Dataset extract below:

//! Restore an archive into a target directory.

use super::BackupService;
use crate::archive::metadata::{is_safe_relative_path, native_path};
use crate::archive::FileRecord;
use crate::fs::metadata::set_modified_at;
use crate::storage::ArchiveReader;
use crate::utils::errors::{BackupError, Result};
use serde::Serialize;
use std::path::{Path, PathBuf};
use tokio::io::AsyncWriteExt;
use tracing::{debug, info, warn};

#[derive(Debug, Clone, PartialEq, Eq, Serialize)]
#[serde(rename_all = "camelCase")]
pub struct RestoreSummary {
    pub archive_id: String,
    pub files_restored: u64,
    pub bytes_restored: u64,
}

fn restore_error(path: impl Into<String>, detail: impl ToString) -> BackupError {
    BackupError::Restore {
        path: path.into(),
        detail: detail.to_string(),
    }
}

impl BackupService {
    /// Restore every record of archive `id` under `target_dir`, in metadata
    /// order. Files already restored stay in place when a later one fails.
    pub async fn restore(&self, id: &str, target_dir: &Path) -> Result<RestoreSummary> {
        let reader = match self.store.open_reader(id).await {
            Ok(reader) => reader,
            Err(e @ BackupError::NotFound(_)) => return Err(e),
            Err(e) => return Err(restore_error(id, e)),
        };

        tokio::fs::create_dir_all(target_dir)
            .await
            .map_err(|e| restore_error(target_dir.display().to_string(), e))?;

        info!(archive_id = %id, target = %target_dir.display(), "Starting restore");

        let mut summary = RestoreSummary {
            archive_id: id.to_string(),
            files_restored: 0,
            bytes_restored: 0,
        };

        for record in reader.list_files() {
            if !is_safe_relative_path(&record.path) {
                return Err(restore_error(&record.path, "unsafe path in archive metadata"));
            }
            let dest = native_path(target_dir, &record.path);

            if record.is_directory {
                tokio::fs::create_dir_all(&dest)
                    .await
                    .map_err(|e| restore_error(&record.path, e))?;
                apply_modified_at(&dest, &record);
                continue;
            }

            let bytes = restore_file(reader.as_ref(), &record, &dest).await?;
            set_modified_at(&dest, record.modified_at).map_err(|e| restore_error(&record.path, e))?;

            summary.files_restored += 1;
            summary.bytes_restored += bytes;
        }

        info!(
            archive_id = %id,
            files = summary.files_restored,
            bytes = summary.bytes_restored,
            "Restore complete"
        );
        Ok(summary)
    }
}

/// Stream one record through a temporary sibling, then rename it over `dest`.
async fn restore_file(reader: &dyn ArchiveReader, record: &FileRecord, dest: &Path) -> Result<u64> {
    let parent = dest.parent().map(Path::to_path_buf).unwrap_or_default();
    tokio::fs::create_dir_all(&parent)
        .await
        .map_err(|e| restore_error(&record.path, e))?;

    let (mut content, _) = reader
        .open_file(&record.path)
        .await
        .map_err(|e| restore_error(&record.path, e))?;

    let temp_path = temp_sibling(dest);
    let copied = async {
        let mut file = tokio::fs::File::create(&temp_path).await?;
        let bytes = tokio::io::copy(&mut content, &mut file).await?;
        file.flush().await?;
        file.sync_all().await?;
        Ok::<u64, std::io::Error>(bytes)
    }
    .await;

    let bytes = match copied {
        Ok(bytes) => bytes,
        Err(e) => {
            if let Err(cleanup_err) = tokio::fs::remove_file(&temp_path).await {
                debug!(path = %temp_path.display(), error = %cleanup_err, "Failed to remove partial restore file");
            }
            return Err(restore_error(&record.path, e));
        }
    };

    tokio::fs::rename(&temp_path, dest)
        .await
        .map_err(|e| restore_error(&record.path, e))?;

    debug!(path = %record.path, bytes, "Restored file");
    Ok(bytes)
}

fn temp_sibling(dest: &Path) -> PathBuf {
    let name = dest
        .file_name()
        .map(|n| n.to_string_lossy().to_string())
        .unwrap_or_default();
    let token = uuid::Uuid::new_v4().simple().to_string();
    dest.with_file_name(format!(".{}.restore-{}", name, &token[..8]))
}

/// Directory times are advisory; creating children afterwards moves them anyway.
fn apply_modified_at(path: &Path, record: &FileRecord) {
    if let Err(e) = set_modified_at(path, record.modified_at) {
        warn!(path = %record.path, error = %e, "Failed to apply modification time");
    }
}
//! External process invocation.
//!
//! `ProcessRunner` is the seam between the lint orchestration and the OS.
//! The default `SystemProcessRunner` spawns real processes; tests swap in a
//! recording fake.

use crate::error::PodlintError;
use std::path::Path;
use std::process::Command;
use tracing::debug;

/// Captured outcome of one external process.
#[derive(Debug, Clone, PartialEq, Eq)]
pub struct ProcessOutput {
    pub exit_code: i32,
    pub stdout: String,
    pub stderr: String,
}

impl ProcessOutput {
    pub fn success(&self) -> bool {
        self.exit_code == 0
    }
}

/// Runs external commands. Must be shareable across the two concurrent
/// lint invocations of a single file.
pub trait ProcessRunner: Send + Sync {
    /// Run `command` with `args` in `working_dir`, capturing both streams.
    ///
    /// A non-zero exit is a normal result; only a failure to spawn is an error.
    fn run(
        &self,
        command: &str,
        args: &[String],
        working_dir: &Path,
    ) -> Result<ProcessOutput, PodlintError>;

    /// Like `run`, but any failure (spawn error or non-zero exit) becomes
    /// `PodlintError::CommandUnavailable`, aborting the run.
    fn run_or_fail(
        &self,
        command: &str,
        args: &[String],
        working_dir: &Path,
    ) -> Result<ProcessOutput, PodlintError> {
        let cmdline = command_line(command, args);
        match self.run(command, args, working_dir) {
            Ok(out) if out.success() => Ok(out),
            Ok(out) => Err(PodlintError::CommandUnavailable {
                command: cmdline,
                code: out.exit_code,
            }),
            Err(_) => Err(PodlintError::CommandUnavailable {
                command: cmdline,
                code: 1,
            }),
        }
    }
}

/// Spawns real OS processes and decodes their output as UTF-8.
#[derive(Debug, Default, Clone, Copy)]
pub struct SystemProcessRunner;

impl ProcessRunner for SystemProcessRunner {
    fn run(
        &self,
        command: &str,
        args: &[String],
        working_dir: &Path,
    ) -> Result<ProcessOutput, PodlintError> {
        debug!(
            cmd = %command_line(command, args),
            dir = %working_dir.display(),
            "spawning"
        );
        let out = Command::new(command)
            .args(args)
            .current_dir(working_dir)
            .output()
            .map_err(|source| PodlintError::Spawn {
                command: command.to_string(),
                source,
            })?;
        // Killed by a signal: no exit code
        let exit_code = out.status.code().unwrap_or(-1);
        debug!(cmd = %command, exit_code, "finished");
        Ok(ProcessOutput {
            exit_code,
            stdout: String::from_utf8_lossy(&out.stdout).into_owned(),
            stderr: String::from_utf8_lossy(&out.stderr).into_owned(),
        })
    }
}

/// Render a command and its arguments as a single display string.
pub fn command_line(command: &str, args: &[String]) -> String {
    let mut s = command.to_string();
    for a in args {
        s.push(' ');
        s.push_str(a);
    }
    s
}
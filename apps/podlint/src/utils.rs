//! Small presentation helpers shared by `main` and the output sink.

use owo_colors::OwoColorize;
use std::io::IsTerminal;

/// Colors are used on a terminal unless `NO_COLOR` is set.
pub fn use_colors() -> bool {
    std::env::var_os("NO_COLOR").is_none() && std::io::stdout().is_terminal()
}

pub fn error_prefix() -> String {
    if use_colors() {
        "error:".red().bold().to_string()
    } else {
        "error:".to_string()
    }
}

/// Paint `text` red and bold when `color` is set.
pub fn failure(text: &str, color: bool) -> String {
    if color {
        text.red().bold().to_string()
    } else {
        text.to_string()
    }
}
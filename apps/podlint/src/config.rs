//! Configuration discovery and effective settings resolution.
//!
//! Podlint reads `podlint.toml|yaml|yml` from the repository root (or closest
//! ancestor) and merges it with CLI flags to produce an `Effective` config.
//! Defaults:
//! - `packages_dir`: `packages`
//! - `pod`: `pod`
//! - `skip`, `no_analyze`: empty
//! - `shard_index` / `shard_count`: 0 / 1
//!
//! Overrides precedence: CLI > config file > defaults. A non-empty CLI list
//! replaces the corresponding config list.

use crate::error::PodlintError;
use crate::gate::ShardConfig;
use crate::models::ExclusionSet;
use serde::Deserialize;
use std::fs;
use std::path::{Path, PathBuf};

const CONFIG_NAMES: [&str; 3] = ["podlint.toml", "podlint.yaml", "podlint.yml"];

#[derive(Debug, Default, Deserialize, Clone, PartialEq, Eq)]
#[serde(deny_unknown_fields)]
/// Root configuration loaded from `podlint.toml|yaml`.
pub struct PodlintConfig {
    pub packages_dir: Option<String>,
    pub pod: Option<String>,
    #[serde(default)]
    pub skip: Vec<String>,
    #[serde(default, alias = "no-analyze")]
    pub no_analyze: Vec<String>,
    pub shard_index: Option<usize>,
    pub shard_count: Option<usize>,
}

#[derive(Debug, Clone)]
/// Fully-resolved configuration used by the run after applying precedence.
pub struct Effective {
    pub repo_root: PathBuf,
    pub packages_dir: PathBuf,
    pub pod: String,
    pub exclusions: ExclusionSet,
    pub shard: ShardConfig,
    /// Config file the settings came from, if any.
    pub config_path: Option<PathBuf>,
}

/// Walk upward from `start` to detect the repository root.
///
/// Stops when a `podlint.toml|yaml|yml` or a `.git` entry is found.
pub fn detect_repo_root(start: &Path) -> PathBuf {
    let mut cur = start;
    loop {
        if CONFIG_NAMES.iter().any(|n| cur.join(n).exists()) || cur.join(".git").exists() {
            return cur.to_path_buf();
        }
        match cur.parent() {
            Some(p) => cur = p,
            None => return start.to_path_buf(),
        }
    }
}

/// Absolute form of `path` against the current directory.
fn absolute(path: &Path) -> Result<PathBuf, PodlintError> {
    std::path::absolute(path).map_err(|e| PodlintError::Config {
        path: path.to_path_buf(),
        message: e.to_string(),
    })
}

/// A relative path with a directory part; bare names are left to PATH lookup.
fn is_relative_path(cmd: &str) -> bool {
    let p = Path::new(cmd);
    p.is_relative() && p.components().count() > 1
}

/// Locate the config file in `root`, preferring TOML over YAML.
pub fn find_config(root: &Path) -> Option<PathBuf> {
    CONFIG_NAMES
        .iter()
        .map(|n| root.join(n))
        .find(|p| p.is_file())
}

/// Load `PodlintConfig` from `path`, choosing the parser by extension.
pub fn load_config(path: &Path) -> Result<PodlintConfig, PodlintError> {
    let config_err = |message: String| PodlintError::Config {
        path: path.to_path_buf(),
        message,
    };
    let s = fs::read_to_string(path).map_err(|e| config_err(e.to_string()))?;
    let is_toml = path.extension().is_some_and(|e| e == "toml");
    if is_toml {
        toml::from_str(&s).map_err(|e| config_err(e.to_string()))
    } else {
        serde_yaml::from_str(&s).map_err(|e| config_err(e.to_string()))
    }
}

/// Resolve `Effective` by merging CLI flags, discovered config, and defaults.
pub fn resolve_effective(
    cli_repo_root: Option<&str>,
    cli_packages_dir: Option<&str>,
    cli_pod: Option<&str>,
    cli_skip: &[String],
    cli_no_analyze: &[String],
    cli_shard_index: Option<usize>,
    cli_shard_count: Option<usize>,
) -> Result<Effective, PodlintError> {
    let start = absolute(Path::new(cli_repo_root.unwrap_or(".")))?;
    let repo_root = detect_repo_root(&start);
    let config_path = find_config(&repo_root);
    let cfg = match config_path.as_deref() {
        Some(p) => load_config(p)?,
        None => PodlintConfig::default(),
    };

    let packages_dir = cli_packages_dir
        .map(|s| s.to_string())
        .or(cfg.packages_dir)
        .unwrap_or_else(|| "packages".to_string());
    // `pod` runs inside the packages dir, so a relative path must be pinned
    // now: CLI paths against the current dir, config paths against the root
    let pod = match (cli_pod, cfg.pod) {
        (Some(p), _) if is_relative_path(p) => absolute(Path::new(p))?
            .to_string_lossy()
            .into_owned(),
        (Some(p), _) => p.to_string(),
        (None, Some(p)) if is_relative_path(&p) => repo_root.join(p).to_string_lossy().into_owned(),
        (None, Some(p)) => p,
        (None, None) => "pod".to_string(),
    };

    let skip = if cli_skip.is_empty() {
        cfg.skip
    } else {
        cli_skip.to_vec()
    };
    let no_analyze = if cli_no_analyze.is_empty() {
        cfg.no_analyze
    } else {
        cli_no_analyze.to_vec()
    };

    let shard = ShardConfig::new(
        cli_shard_index.or(cfg.shard_index).unwrap_or(0),
        cli_shard_count.or(cfg.shard_count).unwrap_or(1),
    )?;

    Ok(Effective {
        packages_dir: repo_root.join(packages_dir),
        repo_root,
        pod,
        exclusions: ExclusionSet::new(skip, no_analyze),
        shard,
        config_path,
    })
}
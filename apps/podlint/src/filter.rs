//! Selection of the podspecs a run should lint.

use crate::models::{ExclusionSet, SpecFile};

/// Keep podspecs not listed in `skip`, sorted by basename.
///
/// Sorting makes run output stable across CI runs regardless of the order
/// the filesystem enumerated the candidates in.
pub fn podspecs_to_lint(candidates: &[SpecFile], exclusions: &ExclusionSet) -> Vec<SpecFile> {
    let mut podspecs: Vec<SpecFile> = candidates
        .iter()
        .filter(|f| f.is_podspec() && !exclusions.is_skipped(&f.stem))
        .cloned()
        .collect();
    podspecs.sort_by(|a, b| a.basename.cmp(&b.basename));
    podspecs
}
//! Candidate discovery: every regular file under the packages directory.

use crate::error::PodlintError;
use crate::models::SpecFile;
use glob::glob;
use std::path::{Path, PathBuf};
use tracing::{debug, warn};

/// Source of candidate files for a run.
pub trait FileDiscovery {
    fn candidates(&self) -> Result<Vec<SpecFile>, PodlintError>;
}

#[derive(Debug, Clone)]
/// Every regular file under a packages directory.
pub struct PackagesTree {
    pub dir: PathBuf,
}

impl FileDiscovery for PackagesTree {
    fn candidates(&self) -> Result<Vec<SpecFile>, PodlintError> {
        candidate_files(&self.dir)
    }
}

/// List all files below `packages_dir`, in glob enumeration order.
pub fn candidate_files(packages_dir: &Path) -> Result<Vec<SpecFile>, PodlintError> {
    if !packages_dir.is_dir() {
        return Err(PodlintError::PackagesDirMissing(packages_dir.to_path_buf()));
    }
    // Candidates are handed to `pod`, which runs in another directory
    let abs_dir = std::path::absolute(packages_dir)
        .map_err(|_| PodlintError::PackagesDirMissing(packages_dir.to_path_buf()))?;
    let packages_dir = abs_dir.as_path();
    let base = glob::Pattern::escape(&packages_dir.to_string_lossy());
    let pattern = format!("{}/**/*", base.trim_end_matches('/'));
    let entries = glob(&pattern).map_err(|e| PodlintError::Config {
        path: packages_dir.to_path_buf(),
        message: e.to_string(),
    })?;
    let mut files = Vec::new();
    for entry in entries {
        match entry {
            Ok(p) if p.is_file() => files.push(SpecFile::new(p)),
            Ok(_) => {}
            Err(e) => warn!(error = %e, "skipping unreadable path"),
        }
    }
    debug!(count = files.len(), dir = %packages_dir.display(), "discovered files");
    Ok(files)
}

End of Dataset extract.

# Work to complete
Reproduce every line from the preceding data in which the word "warn" can be found.

# Response
use tracing::{debug, info, warn};
        warn!(path = %record.path, error = %e, "Failed to apply modification time");
use tracing::{debug, warn};
            Err(e) => warn!(error = %e, "skipping unreadable path"),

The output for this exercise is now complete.